1953 What British poet has ever claimed such celebrity in America as Dylan Thomas? Certainly not his contemporaries Stephen Spender or W.H. Auden, or any other would-be traveller or settler in the States. Celebrities are sought out for who they are as much as for what they do. So that lets out even Famous Seamus Heaney, whose outstanding work overshadows his amiable and self-depreciating personality.
It was the poet and critic John Malcolm Brinnin who first brought Thomas to America. An admirer of Thomas’s poems, he raised $500 – the equivalent of around $4,500 today – plus his air fare, for him to read his work at a poetry centre he ran in New York, and with his good contacts he was able to arrange for the poet to read at over 40 schools and colleges across the country.
Audiences loved his Byronic exuberance, his sonorous voice, his ‘Welsh lilt’, not knowing that between them Thomas and his schoolmaster father had managed to expunge all traces of his native Swansea from his plummy accent. Byron by day, maybe, more like Borat the Kazakh by night. Exhilarated by his reception, invited to endless drinks parties, he would get drunk and foul-mouthed, playing up to his persona of the troubled romantic, leering at the college girls and offering to suckle their breasts.
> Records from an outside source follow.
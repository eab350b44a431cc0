//! Rule evaluation.
//!
//! Pure functions over the board; nothing here mutates state except
//! [`interaction::resolve_interaction`], which actions call after validation.
//!
//! - `geometry`: movement patterns and screen counting per base kind
//! - `composition`: which pieces may join which stacks
//! - `interaction`: weight/rank eligibility and the two resolution modes
//! - `chain`: whether a landed stack can keep interacting

pub mod chain;
pub mod composition;
pub mod geometry;
pub mod interaction;

pub use chain::{chain_targets, has_chain_options, is_chain_target};
pub use composition::{CompositionError, can_stack_on, check_height};
pub use geometry::{GeometryError, check_path};
pub use interaction::{
    CaptureError, Engagement, Target, can_capture, check_stackable, engage, resolve_interaction,
};
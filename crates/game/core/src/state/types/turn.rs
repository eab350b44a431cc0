use super::{Position, Seat};

/// Whether the active player's turn is locked into a chain capture.
#[derive(Clone, Copy, Debug, Default, PartialEq, Eq, Hash)]
#[cfg_attr(feature = "serde", derive(serde::Serialize, serde::Deserialize))]
pub enum ChainState {
    /// No chain pending; any action kind except PASS may be attempted.
    #[default]
    Idle,
    /// The stack at `at` just completed an interaction and can interact again.
    /// Only a MOVE from `at` or a PASS is accepted.
    Chaining { at: Position },
}

impl ChainState {
    pub const fn pending_at(self) -> Option<Position> {
        match self {
            ChainState::Idle => None,
            ChainState::Chaining { at } => Some(at),
        }
    }

    pub const fn is_chaining(self) -> bool {
        matches!(self, ChainState::Chaining { .. })
    }
}

/// Turn bookkeeping: who acts, how many turns have passed, pending chain.
#[derive(Clone, Copy, Debug, PartialEq, Eq)]
#[cfg_attr(feature = "serde", derive(serde::Serialize, serde::Deserialize))]
pub struct TurnState {
    /// The seat whose action the engine accepts next.
    pub active: Seat,

    /// Completed turns. A chain of several moves counts as one turn.
    pub number: u32,

    pub chain: ChainState,
}

impl TurnState {
    pub fn new() -> Self {
        Self {
            active: Seat::First,
            number: 0,
            chain: ChainState::Idle,
        }
    }

    /// Hands the turn to the other seat.
    pub fn advance(&mut self) {
        self.active = self.active.opponent();
        self.number += 1;
        self.chain = ChainState::Idle;
    }
}

impl Default for TurnState {
    fn default() -> Self {
        Self::new()
    }
}
//! Chain-capture eligibility.
//!
//! After a move resolves an interaction, the turn only ends if the landed
//! stack has nothing further to interact with. The state machine itself lives
//! in [`crate::state::ChainState`]; this module answers the scan.

use super::interaction::{Target, engage};
use crate::config::GameConfig;
use crate::state::{Board, Position};

/// Whether the stack at `at` may continue a chain by moving to `to`.
///
/// Enemy targets qualify when the move passes geometry and weight/rank checks.
/// Friendly targets qualify on geometry alone, when the config allows
/// friendly chains.
pub fn is_chain_target(board: &Board, config: &GameConfig, at: Position, to: Position) -> bool {
    match engage(board, config, at, to) {
        Ok(engagement) => match engagement.target {
            Target::Enemy => true,
            Target::Friendly => config.friendly_chain,
            Target::Empty => false,
        },
        Err(_) => false,
    }
}

/// Every cell the stack at `at` could continue the chain into.
pub fn chain_targets(board: &Board, config: &GameConfig, at: Position) -> Vec<Position> {
    Position::all()
        .filter(|to| is_chain_target(board, config, at, *to))
        .collect()
}

pub fn has_chain_options(board: &Board, config: &GameConfig, at: Position) -> bool {
    Position::all().any(|to| is_chain_target(board, config, at, to))
}
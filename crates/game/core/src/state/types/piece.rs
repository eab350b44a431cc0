use std::fmt;

use super::PieceId;

/// The seven ranked piece kinds.
#[derive(
    Clone, Copy, Debug, PartialEq, Eq, PartialOrd, Ord, Hash, strum::EnumIter, strum::IntoStaticStr,
)]
#[cfg_attr(feature = "serde", derive(serde::Serialize, serde::Deserialize))]
#[strum(serialize_all = "snake_case")]
pub enum PieceKind {
    General,
    Advisor,
    Elephant,
    Chariot,
    Horse,
    Cannon,
    Soldier,
}

impl PieceKind {
    /// Tie-break rank used when two stacks have equal weight.
    pub const fn rank(self) -> u8 {
        match self {
            PieceKind::General => 6,
            PieceKind::Advisor => 5,
            PieceKind::Elephant => 4,
            PieceKind::Chariot => 3,
            PieceKind::Horse => 2,
            PieceKind::Cannon => 1,
            PieceKind::Soldier => 0,
        }
    }

    /// Number of instances of this kind dealt to each color.
    pub const fn copies_per_color(self) -> usize {
        match self {
            PieceKind::General => 1,
            PieceKind::Soldier => 5,
            _ => 2,
        }
    }

    /// Maximum height of a stack whose base type is this kind.
    pub const fn stack_limit(self) -> usize {
        match self {
            PieceKind::Soldier => 12,
            PieceKind::General => 2,
            _ => 6,
        }
    }

    /// Single-letter notation (Chariot is `R`, as in xiangqi FEN).
    pub const fn letter(self) -> char {
        match self {
            PieceKind::General => 'G',
            PieceKind::Advisor => 'A',
            PieceKind::Elephant => 'E',
            PieceKind::Chariot => 'R',
            PieceKind::Horse => 'H',
            PieceKind::Cannon => 'C',
            PieceKind::Soldier => 'S',
        }
    }

    pub fn as_str(self) -> &'static str {
        self.into()
    }
}

impl fmt::Display for PieceKind {
    fn fmt(&self, f: &mut fmt::Formatter<'_>) -> fmt::Result {
        f.write_str(self.as_str())
    }
}

#[derive(Clone, Copy, Debug, PartialEq, Eq, Hash, strum::EnumIter, strum::IntoStaticStr)]
#[cfg_attr(feature = "serde", derive(serde::Serialize, serde::Deserialize))]
#[strum(serialize_all = "snake_case")]
pub enum Color {
    Red,
    Black,
}

impl Color {
    pub const fn opposite(self) -> Self {
        match self {
            Color::Red => Color::Black,
            Color::Black => Color::Red,
        }
    }
}

impl fmt::Display for Color {
    fn fmt(&self, f: &mut fmt::Formatter<'_>) -> fmt::Result {
        let name: &'static str = (*self).into();
        f.write_str(name)
    }
}

/// A single piece instance. Pieces are never created or destroyed after the
/// deal; the engine only flips, recolors and relocates them.
#[derive(Clone, Copy, Debug, PartialEq, Eq, Hash)]
#[cfg_attr(feature = "serde", derive(serde::Serialize, serde::Deserialize))]
pub struct Piece {
    pub id: PieceId,
    pub kind: PieceKind,
    pub color: Color,
    pub face_up: bool,
}

impl Piece {
    /// Creates a face-down piece, as dealt.
    pub const fn new(id: PieceId, kind: PieceKind, color: Color) -> Self {
        Self {
            id,
            kind,
            color,
            face_up: false,
        }
    }

    /// Creates a face-up piece.
    pub const fn revealed(id: PieceId, kind: PieceKind, color: Color) -> Self {
        Self {
            id,
            kind,
            color,
            face_up: true,
        }
    }

    /// Returns this piece as it looks once it lands in `color`'s hand.
    #[must_use]
    pub const fn captured_by(mut self, color: Color) -> Self {
        self.color = color;
        self.face_up = true;
        self
    }
}

impl fmt::Display for Piece {
    fn fmt(&self, f: &mut fmt::Formatter<'_>) -> fmt::Result {
        if !self.face_up {
            return f.write_str("?");
        }
        let letter = self.kind.letter();
        match self.color {
            Color::Red => write!(f, "{}", letter),
            Color::Black => write!(f, "{}", letter.to_ascii_lowercase()),
        }
    }
}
Breasts also came into a well-reported incident in Hollywood. Introduced to Shelley Winters, Thomas told the actress that his two ambitions in Hollywood were to ‘touch the titties of a beautiful blonde starlet and to meet Charlie Chaplin’. Winters, then sharing a flat with Marilyn Monroe, invited the poet to dinner. They drank dry martinis out of milk bottles. Winters cooked and Monroe washed up (Marilyn’s idea of making a salad was first to brush each lettuce leaf with a Brillo pad, Winters recalled in her autobiography), then Thomas did indeed get to touch the starlet’s titties, but only with a single finger, one at a time.
Afterwards they drove over to one of Chaplin’s weekly open house parties. With the drunken Thomas fatally at the wheel, they crashed onto Chaplin’s tennis court, into the net. When his hero deprecated his bad behaviour, Thomas strolled out into the solarium and urinated on a large specimen plant.
The truth is, his offended hosts, so smitten by the notion that he was a great creative talent, colluded in the mischief and enjoyed the fun. In all, Thomas visited the US four times between 1950 and 1953 – for ‘flattery, idleness and infidelity’, according to the sour but accurate judgement of his long-suffering wife Caitlin. Besides, the money was good – not least for Brinnin, who, as Thomas’s agent, took a hefty 25 per cent of the poet’s earnings.
Then, just as he was on the verge of signing a contract for future readings and lecture tours for $12,000 a week, the fun ran out. In October 1953, suffering from a chest complaint, he arrived at New York’s Idlewild airport, to be met by Brinnin’s assistant, Liz Reitell, with whom he had started an affair on his third visit. Fatigue and drink exacerbated his condition. Doctors injected him with steroids, then morphine. He fell into a coma. Reitell called an ambulance, which took him to St Vincent’s Hospital. There he died without regaining consciousness.